The Ruth Benedict Prize is presented each year at the American Anthropological Association’s meeting to acknowledge excellence in a scholarly book written from an anthropological perspective about a topic that engages issues and theoretical perspectives relevant to LGBTQ studies.

More about the book:
In Falling into the Lesbi World, Evelyn Blackwood takes us on a vivid ethnographic voyage to West Sumatra. Her evocative narrative allows us to experience the complex relationship between gender and sexuality in play among female-born persons whom we might be tempted to call “lesbians.” Given the global drift of language and culture, it’s perhaps not surprising that her protagonists often call their way of life “lesbi,” designating themselves variously as “tombois” and “femmes,” and with local words for “guys” and “girls.” She shows us, however, that it would be a grave error to assume that the lesbi world is equivalent to what we know as lesbianism, even as there are significant points where meanings and practices do intersect.

Tombois tend to discover their “maleness” when they are young, living very much as boys when they are children, and feeling masculine freedoms as embodied and authentic.

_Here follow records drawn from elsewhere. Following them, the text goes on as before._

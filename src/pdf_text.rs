// src/pdf_text.rs

use lopdf::{Dictionary, Document, Object};
use tracing::{info, warn};

/// Result of attempting to pull per-page text out of a PDF.
#[derive(Debug)]
pub enum PdfContent {
    /// Extractable text, one entry per page in page order.
    Pages(Vec<String>),
    /// The PDF appears to be scanned / image-only — no text layer to parse.
    ScannedImage,
    /// Something went wrong during extraction.
    Error(String),
}

/// Minimum number of non-whitespace characters we expect from a
/// "real" text PDF. Below this threshold we treat it as scanned.
const MIN_TEXT_CHARS: usize = 30;

/// Main entry point: takes raw PDF bytes and returns `PdfContent`.
pub fn extract_page_texts(pdf_bytes: &[u8]) -> PdfContent {
    // --- Phase 1: structural check ---
    let doc = match Document::load_mem(pdf_bytes) {
        Ok(d) => d,
        Err(e) => return PdfContent::Error(format!("Failed to parse PDF: {e}")),
    };

    if looks_like_scanned(&doc) {
        info!("PDF structural check: likely scanned / image-only");
        return PdfContent::ScannedImage;
    }

    // --- Phase 2: per-page text extraction ---
    match pdf_extract::extract_text_from_mem_by_pages(pdf_bytes) {
        Ok(pages) => {
            let meaningful: usize = pages
                .iter()
                .map(|p| p.chars().filter(|c| !c.is_whitespace()).count())
                .sum();
            if meaningful < MIN_TEXT_CHARS {
                info!(
                    chars = meaningful,
                    "Extracted text too short — treating as scanned"
                );
                PdfContent::ScannedImage
            } else {
                info!(pages = pages.len(), chars = meaningful, "Text extracted");
                PdfContent::Pages(pages)
            }
        }
        Err(e) => {
            warn!(error = %e, "text extraction failed — may be scanned or corrupted");
            PdfContent::ScannedImage
        }
    }
}

/// Heuristic: a page whose resources carry XObject images but no fonts has
/// nothing for a text extractor to find. If ≥80% of pages look like that,
/// the whole document is treated as a scan.
fn looks_like_scanned(doc: &Document) -> bool {
    let pages = doc.get_pages();
    if pages.is_empty() {
        return false; // Can't tell — let text extraction try
    }

    let image_only_pages = pages
        .values()
        .filter(|&&page_id| {
            let Some(page_dict) = doc
                .get_object(page_id)
                .ok()
                .and_then(|o| o.as_dict().ok())
            else {
                return false;
            };
            resource_category_nonempty(doc, page_dict, b"XObject")
                && !resource_category_nonempty(doc, page_dict, b"Font")
        })
        .count();

    let total = pages.len();
    let ratio = image_only_pages as f64 / total as f64;
    info!(
        total_pages = total,
        image_only = image_only_pages,
        ratio = format!("{ratio:.2}"),
        "Scanned-page analysis"
    );

    ratio >= 0.8
}

/// Does this page's Resources dictionary hold a non-empty `category`
/// (e.g. `Font`, `XObject`) entry? Follows references both levels down.
fn resource_category_nonempty(doc: &Document, page_dict: &Dictionary, category: &[u8]) -> bool {
    page_dict
        .get(b"Resources")
        .ok()
        .and_then(|r| deref_dict(doc, r))
        .and_then(|res| res.get(category).ok())
        .and_then(|entry| deref_dict(doc, entry))
        .is_some_and(|d| !d.is_empty())
}

fn deref_dict<'a>(doc: &'a Document, object: &'a Object) -> Option<&'a Dictionary> {
    doc.dereference(object)
        .ok()
        .and_then(|(_, resolved)| resolved.as_dict().ok())
}

#[cfg(test)]
mod tests {
    use super::*;

    #[test]
    fn garbage_bytes_are_an_error() {
        let result = extract_page_texts(b"this is not a pdf");
        assert!(matches!(result, PdfContent::Error(_)));
    }
}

But even as they can enact masculinity in their relationships with ideally compliant and domestic femmes, the path to full manhood is blocked at every turn. Establishing independent households as couples is rarely possible for tombois, and the pull of familial obligations often can draw them back into the role of daughter. Physical transformation is rarely imagined or desired; tombois live with their physical ambiguities, which they understand as part of who they are.

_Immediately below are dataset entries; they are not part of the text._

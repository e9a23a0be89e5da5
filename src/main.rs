mod barcode;
mod batch;
mod config;
mod error;
mod heuristics;
mod labels;
mod manual;
mod pdf_text;
mod render;
mod stamp;

use batch::BatchPlan;
use clap::{Parser, Subcommand};
use config::Config;
use error::{LabelError, Result};
use lopdf::Document;
use manual::ManualEntryForm;
use pdf_text::PdfContent;
use std::fs;
use std::path::{Path, PathBuf};
use tracing::{info, warn};

#[derive(Parser)]
#[command(name = "bol_labels")]
#[command(about = "Shipping-label batches from Bill of Lading PDFs", long_about = None)]
struct Cli {
    #[command(subcommand)]
    command: Commands,

    /// Verbose logging
    #[arg(short, long, global = true)]
    verbose: bool,

    /// Config file path
    #[arg(long, global = true, default_value = "bol_labels.toml")]
    config: PathBuf,
}

#[derive(Subcommand)]
enum Commands {
    /// Stamp BOL PDFs and generate the label batch
    Labels {
        /// BOL PDF files, processed in order
        #[arg(required = true)]
        files: Vec<PathBuf>,

        /// Shipper name for the signature stamp (overrides config)
        #[arg(short, long)]
        shipper: Option<String>,

        /// Output directory (overrides config)
        #[arg(short, long)]
        output: Option<PathBuf>,

        /// Print extracted fields per page
        #[arg(long)]
        debug: bool,
    },

    /// Generate labels from a manual row file
    Manual {
        /// TOML file of [[row]] shipment entries
        #[arg(short, long)]
        rows: PathBuf,

        /// Output directory (overrides config)
        #[arg(short, long)]
        output: Option<PathBuf>,

        /// Print skipped rows
        #[arg(long)]
        debug: bool,
    },

    /// Dump per-page extraction for one PDF without writing anything
    Inspect {
        file: PathBuf,
    },

    /// Show or edit configuration
    Config {
        /// Persist a default shipper name
        #[arg(long)]
        set_shipper: Option<String>,

        /// Show the effective configuration
        #[arg(long)]
        show: bool,
    },
}

fn main() -> std::result::Result<(), Box<dyn std::error::Error>> {
    let cli = Cli::parse();

    // init tracing
    tracing_subscriber::fmt()
        .with_target(true)
        .with_level(true)
        .with_env_filter(if cli.verbose { "debug" } else { "info" })
        .init();

    let cfg = Config::load(&cli.config)?;

    match cli.command {
        Commands::Labels {
            files,
            shipper,
            output,
            debug,
        } => run_labels(&cfg, &files, shipper, output, debug)?,

        Commands::Manual {
            rows,
            output,
            debug,
        } => run_manual(&cfg, &rows, output, debug)?,

        Commands::Inspect { file } => run_inspect(&file)?,

        Commands::Config { set_shipper, show } => {
            if let Some(name) = set_shipper {
                Config::set_shipper(&cli.config, &name)?;
                println!("shipper_name set to {name:?}");
            }
            if show {
                let cfg = Config::load(&cli.config)?;
                println!("shipper_name: {:?}", cfg.shipper_name);
                println!("time_zone:    {}", cfg.time_zone);
                println!("output_dir:   {}", cfg.output_dir.display());
                println!(
                    "stamp:        ({}, {}) at {}pt",
                    cfg.stamp.anchor_x, cfg.stamp.anchor_y, cfg.stamp.font_size
                );
            }
        }
    }

    Ok(())
}

/// Document-upload path: every page of every file is stamped; every page
/// with a sales order contributes labels. One bad file aborts the whole
/// batch before anything is written.
fn run_labels(
    cfg: &Config,
    files: &[PathBuf],
    shipper: Option<String>,
    output: Option<PathBuf>,
    debug: bool,
) -> Result<()> {
    let tz = cfg.zone()?;
    let shipper = shipper.unwrap_or_else(|| cfg.shipper_name.clone());
    let line = stamp::signature_line(&shipper, tz);

    let mut stamped: Vec<Document> = Vec::with_capacity(files.len());
    let mut plan = BatchPlan::default();

    for path in files {
        let span = tracing::info_span!("bol", file = %path.display());
        let _guard = span.enter();

        let bytes = fs::read(path)?;
        let mut doc = Document::load_mem(&bytes)
            .map_err(|e| LabelError::Pdf(format!("{}: {e}", path.display())))?;
        stamp::stamp_pages(&mut doc, &line, &cfg.stamp)?;
        stamped.push(doc);

        match pdf_text::extract_page_texts(&bytes) {
            PdfContent::Pages(pages) => {
                for (i, page) in pages.iter().enumerate() {
                    let record = heuristics::extract_shipment(page);
                    let (filled, total) = record.coverage();
                    info!(page = i + 1, filled, total, "Page extracted");
                    if debug {
                        println!("--- {} page {} ---", path.display(), i + 1);
                        println!("{}", serde_json::to_string_pretty(&record)?);
                    }
                    plan.add_record(record);
                }
            }
            PdfContent::ScannedImage => {
                warn!("scanned/image-only BOL — stamped, but no labels from this file");
            }
            PdfContent::Error(e) => return Err(LabelError::Pdf(e)),
        }
    }

    if plan.is_empty() {
        return Err(LabelError::NoLabels);
    }

    let out_dir = output.unwrap_or_else(|| cfg.output_dir.clone());
    fs::create_dir_all(&out_dir)?;
    let ts = stamp::batch_timestamp(tz);

    let labels_path = out_dir.join(format!("labels_{ts}.pdf"));
    save_document(render::render_labels(&plan.labels)?, &labels_path)?;

    let bols_path = out_dir.join(format!("bols_{ts}.pdf"));
    save_document(stamp::merge_documents(stamped)?, &bols_path)?;

    info!(
        labels = plan.labels.len(),
        skipped = plan.skipped.len(),
        labels_file = %labels_path.display(),
        bols_file = %bols_path.display(),
        "Batch complete"
    );
    Ok(())
}

/// Manual-entry path: labels only, no BOL artifact to stamp.
fn run_manual(cfg: &Config, rows: &Path, output: Option<PathBuf>, debug: bool) -> Result<()> {
    let tz = cfg.zone()?;
    let form = ManualEntryForm::load(rows)?;
    info!(rows = form.rows.len(), "Manual form loaded");

    let plan = batch::plan_from_form(&form);
    if debug {
        for record in &plan.skipped {
            println!("skipped row:\n{}", serde_json::to_string_pretty(record)?);
        }
    }
    if plan.is_empty() {
        return Err(LabelError::NoLabels);
    }

    let out_dir = output.unwrap_or_else(|| cfg.output_dir.clone());
    fs::create_dir_all(&out_dir)?;
    let labels_path = out_dir.join(format!("labels_{}.pdf", stamp::batch_timestamp(tz)));
    save_document(render::render_labels(&plan.labels)?, &labels_path)?;

    info!(
        labels = plan.labels.len(),
        skipped = plan.skipped.len(),
        labels_file = %labels_path.display(),
        "Batch complete"
    );
    Ok(())
}

/// Debug view: per-page extraction results for one document.
fn run_inspect(file: &Path) -> Result<()> {
    let bytes = fs::read(file)?;

    match pdf_text::extract_page_texts(&bytes) {
        PdfContent::Pages(pages) => {
            for (i, page) in pages.iter().enumerate() {
                let record = heuristics::extract_shipment(page);
                let (filled, total) = record.coverage();
                println!("--- Page {} ({filled}/{total} fields) ---", i + 1);
                println!("{}", serde_json::to_string_pretty(&record)?);
                if !record.has_sales_order() {
                    println!("(no sales order — this page would be skipped)");
                }
            }
            let plan = batch::plan_from_pages(&pages);
            println!(
                "batch: {} labels from {} pages ({} skipped)",
                plan.labels.len(),
                pages.len(),
                plan.skipped.len()
            );
        }
        PdfContent::ScannedImage => {
            println!("PDF is scanned/image-only — no text to extract.");
        }
        PdfContent::Error(e) => {
            println!("Could not read PDF: {e}");
        }
    }
    Ok(())
}

fn save_document(mut doc: Document, path: &Path) -> Result<()> {
    doc.save(path)
        .map_err(|e| LabelError::Pdf(format!("{}: {e}", path.display())))?;
    Ok(())
}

The title of the book is apt: the reader is plunged into a world where the meanings of words constantly shift and both compliance and resistance appear as lesbi sensibilities are enacted. Blackwood’s analysis comes from years of work in West Sumatra and reflections on her position as a femme in a previous relationship with a tomboi, an experience that first alerted her to the ways that Western lesbian and Indonesian lesbi existences merge and stray from one another. Not unlike the stereotyped roles of sharply distinguished expectations for butches and femmes in the West, tomboi-femme couples struggle with appropriate sexual behaviors. Only the tombois are definitively lesbi; femmes are “normal” women who are thought to really desire men. Even so, some femmes understand their attraction to tombois as more than merely situational or transitory, and thus struggle to understand whether they are authentically lesbi. Lesbi lives, then, while seemingly shaped by prevailing understandings of gender, with appearance, personal style, sexual preferences, and other attributes lining up, can defy the imperatives of gender, reconfiguring desire and identity.

Falling into the Lesbi World poses provocative questions about issues queer anthropology has on its front burner: how transgender subjectivities are imagined and enacted and how global flows of information and language shape queer experience. But Blackwood does more. She tells us that it’s not enough to say that women’s same-sex desires and relationships are less visible than those between men, and hence less worthy of analysis. We need to ask the right questions and fall into lesbi worlds if we are to better grasp the complexities of sex and gender across cultural divides. Blackwood guides us into these worlds and makes them come alive.

Evelyn Blackwood is Full Professor in the Department of Anthropology at Purdue University. Her books, edited volumes, and articles include award-winning scholarship on Native American female two-spirits and tombois in Indonesia. Much of her work critiques matrilineal theory, matrifocality, and marriage through rich ethnographies of gender, kinship, and political economy, focusing on rural and urban West Sumatra.

The Ruth Benedict Book Prize will be presented to the winning authors during the AQA Business meeting on Friday 18 November at the 110th American Anthropological Association Annual Meeting in Montréal. AQA would like to thank the Ruth Benedict Book Prize Committee for their thoughtful work, including former Benedict Prize winners Tanya Erzen and Ellen Lewin, and Graduate Student Representative, Richard Martin. For questions or additional information, please contact the Committee Chair, Mary L. Gray, at mLg@indiana.edu.

—————————–

AQA Awards the 2011 Ruth Benedict Book Prize to Roger N. Lancaster’s Sex Panic and the Punitive State

The American Anthropological Association’s Association for Queer Anthropology (AQA, formerly the Society of Lesbian and Gay Anthropologists, SOLGA) is very pleased to announce that Roger N. Lancaster has been awarded the 2011 Ruth Benedict Book Prize in the category “Outstanding Monograph” for Sex Panic and the Punitive State (University of California Press, 2011).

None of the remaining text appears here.